Where does the string "matches" occur in the entries below? Copy every line where it does.

### Data for processing
-------------------------

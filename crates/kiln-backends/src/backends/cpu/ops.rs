//! Scalar operation semantics
//!
//! Integer arithmetic wraps, shift amounts are masked to the operand width,
//! and float-to-integer conversions saturate. Integer division or remainder
//! by zero is an error rather than a panic.

use crate::error::{BackendError, Result};
use crate::isa::ScalarValue;

#[derive(Debug, Clone, Copy, PartialEq, Eq)]
pub(crate) enum BinaryOp {
    Add,
    Sub,
    Mul,
    Div,
    Rem,
    BitAnd,
    BitOr,
    BitXor,
}

impl BinaryOp {
    fn name(self) -> &'static str {
        match self {
            BinaryOp::Add => "Add",
            BinaryOp::Sub => "Sub",
            BinaryOp::Mul => "Mul",
            BinaryOp::Div => "Div",
            BinaryOp::Rem => "Rem",
            BinaryOp::BitAnd => "BitAnd",
            BinaryOp::BitOr => "BitOr",
            BinaryOp::BitXor => "BitXor",
        }
    }
}

#[derive(Debug, Clone, Copy, PartialEq, Eq)]
pub(crate) enum ShiftOp {
    Shl,
    Shr,
}

#[derive(Debug, Clone, Copy, PartialEq, Eq)]
pub(crate) enum CompareOp {
    Eq,
    Ne,
    Lt,
    Le,
    Gt,
    Ge,
}

#[derive(Debug, Clone, Copy, PartialEq, Eq)]
pub(crate) enum UnaryOp {
    Neg,
    Not,
}

#[derive(Debug, Clone, Copy, PartialEq, Eq)]
pub(crate) enum Conversion {
    U32fromF32,
    I32fromF32,
    F32fromU32,
    F32fromI32,
    I32fromU32,
    U32fromI32,
}

macro_rules! integer_binary {
    ($op:expr, $x:expr, $y:expr, $variant:ident) => {{
        let (x, y) = ($x, $y);
        match $op {
            BinaryOp::Add => Ok(ScalarValue::$variant(x.wrapping_add(y))),
            BinaryOp::Sub => Ok(ScalarValue::$variant(x.wrapping_sub(y))),
            BinaryOp::Mul => Ok(ScalarValue::$variant(x.wrapping_mul(y))),
            BinaryOp::Div if y == 0 => Err(BackendError::DivisionByZero($op.name().to_string())),
            BinaryOp::Rem if y == 0 => Err(BackendError::DivisionByZero($op.name().to_string())),
            BinaryOp::Div => Ok(ScalarValue::$variant(x.wrapping_div(y))),
            BinaryOp::Rem => Ok(ScalarValue::$variant(x.wrapping_rem(y))),
            BinaryOp::BitAnd => Ok(ScalarValue::$variant(x & y)),
            BinaryOp::BitOr => Ok(ScalarValue::$variant(x | y)),
            BinaryOp::BitXor => Ok(ScalarValue::$variant(x ^ y)),
        }
    }};
}

/// Evaluate a two-operand arithmetic or bitwise operation
pub(crate) fn binary(op: BinaryOp, a: ScalarValue, b: ScalarValue) -> Result<ScalarValue> {
    match (a, b) {
        (ScalarValue::U32(x), ScalarValue::U32(y)) => integer_binary!(op, x, y, U32),
        (ScalarValue::I32(x), ScalarValue::I32(y)) => integer_binary!(op, x, y, I32),
        (ScalarValue::F32(x), ScalarValue::F32(y)) => match op {
            BinaryOp::Add => Ok(ScalarValue::F32(x + y)),
            BinaryOp::Sub => Ok(ScalarValue::F32(x - y)),
            BinaryOp::Mul => Ok(ScalarValue::F32(x * y)),
            BinaryOp::Div => Ok(ScalarValue::F32(x / y)),
            BinaryOp::Rem => Ok(ScalarValue::F32(x % y)),
            _ => Err(BackendError::unsupported(format!("{} on f32", op.name()))),
        },
        (ScalarValue::Bool(x), ScalarValue::Bool(y)) => match op {
            BinaryOp::BitAnd => Ok(ScalarValue::Bool(x & y)),
            BinaryOp::BitOr => Ok(ScalarValue::Bool(x | y)),
            BinaryOp::BitXor => Ok(ScalarValue::Bool(x ^ y)),
            _ => Err(BackendError::unsupported(format!("{} on bool", op.name()))),
        },
        (a, b) => Err(BackendError::type_mismatch(a.data_type(), b.data_type())),
    }
}

/// Shift `a` by `b`; the amount is masked to 0..32
pub(crate) fn shift(op: ShiftOp, a: ScalarValue, b: ScalarValue) -> Result<ScalarValue> {
    let amount = match b {
        ScalarValue::U32(amount) => amount,
        ScalarValue::I32(amount) => amount as u32,
        other => return Err(BackendError::type_mismatch("integer shift amount", other.data_type())),
    };
    match (op, a) {
        (ShiftOp::Shl, ScalarValue::U32(x)) => Ok(ScalarValue::U32(x.wrapping_shl(amount))),
        (ShiftOp::Shr, ScalarValue::U32(x)) => Ok(ScalarValue::U32(x.wrapping_shr(amount))),
        (ShiftOp::Shl, ScalarValue::I32(x)) => Ok(ScalarValue::I32(x.wrapping_shl(amount))),
        (ShiftOp::Shr, ScalarValue::I32(x)) => Ok(ScalarValue::I32(x.wrapping_shr(amount))),
        (_, other) => Err(BackendError::type_mismatch("integer", other.data_type())),
    }
}

fn ordered<T: PartialOrd>(op: CompareOp, x: T, y: T) -> bool {
    match op {
        CompareOp::Eq => x == y,
        CompareOp::Ne => x != y,
        CompareOp::Lt => x < y,
        CompareOp::Le => x <= y,
        CompareOp::Gt => x > y,
        CompareOp::Ge => x >= y,
    }
}

/// Compare two values of the same type
pub(crate) fn compare(op: CompareOp, a: ScalarValue, b: ScalarValue) -> Result<ScalarValue> {
    let result = match (a, b) {
        (ScalarValue::U32(x), ScalarValue::U32(y)) => ordered(op, x, y),
        (ScalarValue::I32(x), ScalarValue::I32(y)) => ordered(op, x, y),
        (ScalarValue::F32(x), ScalarValue::F32(y)) => ordered(op, x, y),
        (ScalarValue::Bool(x), ScalarValue::Bool(y)) => ordered(op, x, y),
        (a, b) => return Err(BackendError::type_mismatch(a.data_type(), b.data_type())),
    };
    Ok(ScalarValue::Bool(result))
}

pub(crate) fn unary(op: UnaryOp, a: ScalarValue) -> Result<ScalarValue> {
    match (op, a) {
        (UnaryOp::Neg, ScalarValue::I32(x)) => Ok(ScalarValue::I32(x.wrapping_neg())),
        (UnaryOp::Neg, ScalarValue::F32(x)) => Ok(ScalarValue::F32(-x)),
        (UnaryOp::Not, ScalarValue::Bool(x)) => Ok(ScalarValue::Bool(!x)),
        (UnaryOp::Not, ScalarValue::I32(x)) => Ok(ScalarValue::I32(!x)),
        (UnaryOp::Not, ScalarValue::U32(x)) => Ok(ScalarValue::U32(!x)),
        (op, other) => Err(BackendError::unsupported(format!("{:?} on {}", op, other.data_type()))),
    }
}

pub(crate) fn convert(conversion: Conversion, a: ScalarValue) -> Result<ScalarValue> {
    match (conversion, a) {
        (Conversion::U32fromF32, ScalarValue::F32(x)) => Ok(ScalarValue::U32(x as u32)),
        (Conversion::I32fromF32, ScalarValue::F32(x)) => Ok(ScalarValue::I32(x as i32)),
        (Conversion::F32fromU32, ScalarValue::U32(x)) => Ok(ScalarValue::F32(x as f32)),
        (Conversion::F32fromI32, ScalarValue::I32(x)) => Ok(ScalarValue::F32(x as f32)),
        (Conversion::I32fromU32, ScalarValue::U32(x)) => Ok(ScalarValue::I32(x as i32)),
        (Conversion::U32fromI32, ScalarValue::I32(x)) => Ok(ScalarValue::U32(x as u32)),
        (conversion, other) => Err(BackendError::type_mismatch(format!("{:?} operand", conversion), other.data_type())),
    }
}

#[cfg(test)]
mod tests {
    use super::*;

    #[test]
    fn test_integer_arithmetic_wraps() {
        assert_eq!(
            binary(BinaryOp::Add, ScalarValue::U32(u32::MAX), ScalarValue::U32(2)).unwrap(),
            ScalarValue::U32(1)
        );
        assert_eq!(
            binary(BinaryOp::Sub, ScalarValue::I32(i32::MIN), ScalarValue::I32(1)).unwrap(),
            ScalarValue::I32(i32::MAX)
        );
        assert_eq!(
            binary(BinaryOp::Div, ScalarValue::I32(i32::MIN), ScalarValue::I32(-1)).unwrap(),
            ScalarValue::I32(i32::MIN)
        );
    }

    #[test]
    fn test_integer_division_by_zero() {
        let err = binary(BinaryOp::Div, ScalarValue::U32(1), ScalarValue::U32(0)).unwrap_err();
        assert!(matches!(err, BackendError::DivisionByZero(ref op) if op == "Div"));

        let err = binary(BinaryOp::Rem, ScalarValue::I32(1), ScalarValue::I32(0)).unwrap_err();
        assert!(matches!(err, BackendError::DivisionByZero(ref op) if op == "Rem"));
    }

    #[test]
    fn test_float_division_by_zero_is_infinite() {
        let value = binary(BinaryOp::Div, ScalarValue::F32(1.0), ScalarValue::F32(0.0)).unwrap();
        assert_eq!(value, ScalarValue::F32(f32::INFINITY));
    }

    #[test]
    fn test_mismatched_operands() {
        assert!(binary(BinaryOp::Add, ScalarValue::U32(1), ScalarValue::F32(1.0)).is_err());
        assert!(compare(CompareOp::Eq, ScalarValue::U32(1), ScalarValue::I32(1)).is_err());
    }

    #[test]
    fn test_shifts_mask_amount() {
        assert_eq!(
            shift(ShiftOp::Shl, ScalarValue::U32(1), ScalarValue::U32(33)).unwrap(),
            ScalarValue::U32(2)
        );
        assert_eq!(
            shift(ShiftOp::Shr, ScalarValue::I32(-8), ScalarValue::I32(1)).unwrap(),
            ScalarValue::I32(-4)
        );
    }

    #[test]
    fn test_comparisons() {
        assert_eq!(
            compare(CompareOp::Lt, ScalarValue::I32(-1), ScalarValue::I32(0)).unwrap(),
            ScalarValue::Bool(true)
        );
        assert_eq!(
            compare(CompareOp::Ge, ScalarValue::F32(1.5), ScalarValue::F32(2.0)).unwrap(),
            ScalarValue::Bool(false)
        );
        assert_eq!(
            compare(CompareOp::Ne, ScalarValue::Bool(true), ScalarValue::Bool(false)).unwrap(),
            ScalarValue::Bool(true)
        );
    }

    #[test]
    fn test_unary() {
        assert_eq!(unary(UnaryOp::Neg, ScalarValue::I32(5)).unwrap(), ScalarValue::I32(-5));
        assert_eq!(unary(UnaryOp::Not, ScalarValue::U32(0)).unwrap(), ScalarValue::U32(u32::MAX));
        assert!(unary(UnaryOp::Neg, ScalarValue::U32(1)).is_err());
    }

    #[test]
    fn test_conversions_saturate() {
        assert_eq!(
            convert(Conversion::U32fromF32, ScalarValue::F32(-3.5)).unwrap(),
            ScalarValue::U32(0)
        );
        assert_eq!(
            convert(Conversion::I32fromF32, ScalarValue::F32(1e20)).unwrap(),
            ScalarValue::I32(i32::MAX)
        );
        assert_eq!(
            convert(Conversion::U32fromI32, ScalarValue::I32(-1)).unwrap(),
            ScalarValue::U32(u32::MAX)
        );
        assert!(convert(Conversion::F32fromU32, ScalarValue::I32(1)).is_err());
    }
}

-------------------------

### Answer
        assert!(matches!(err, BackendError::DivisionByZero(ref op) if op == "Div"));
        assert!(matches!(err, BackendError::DivisionByZero(ref op) if op == "Rem"));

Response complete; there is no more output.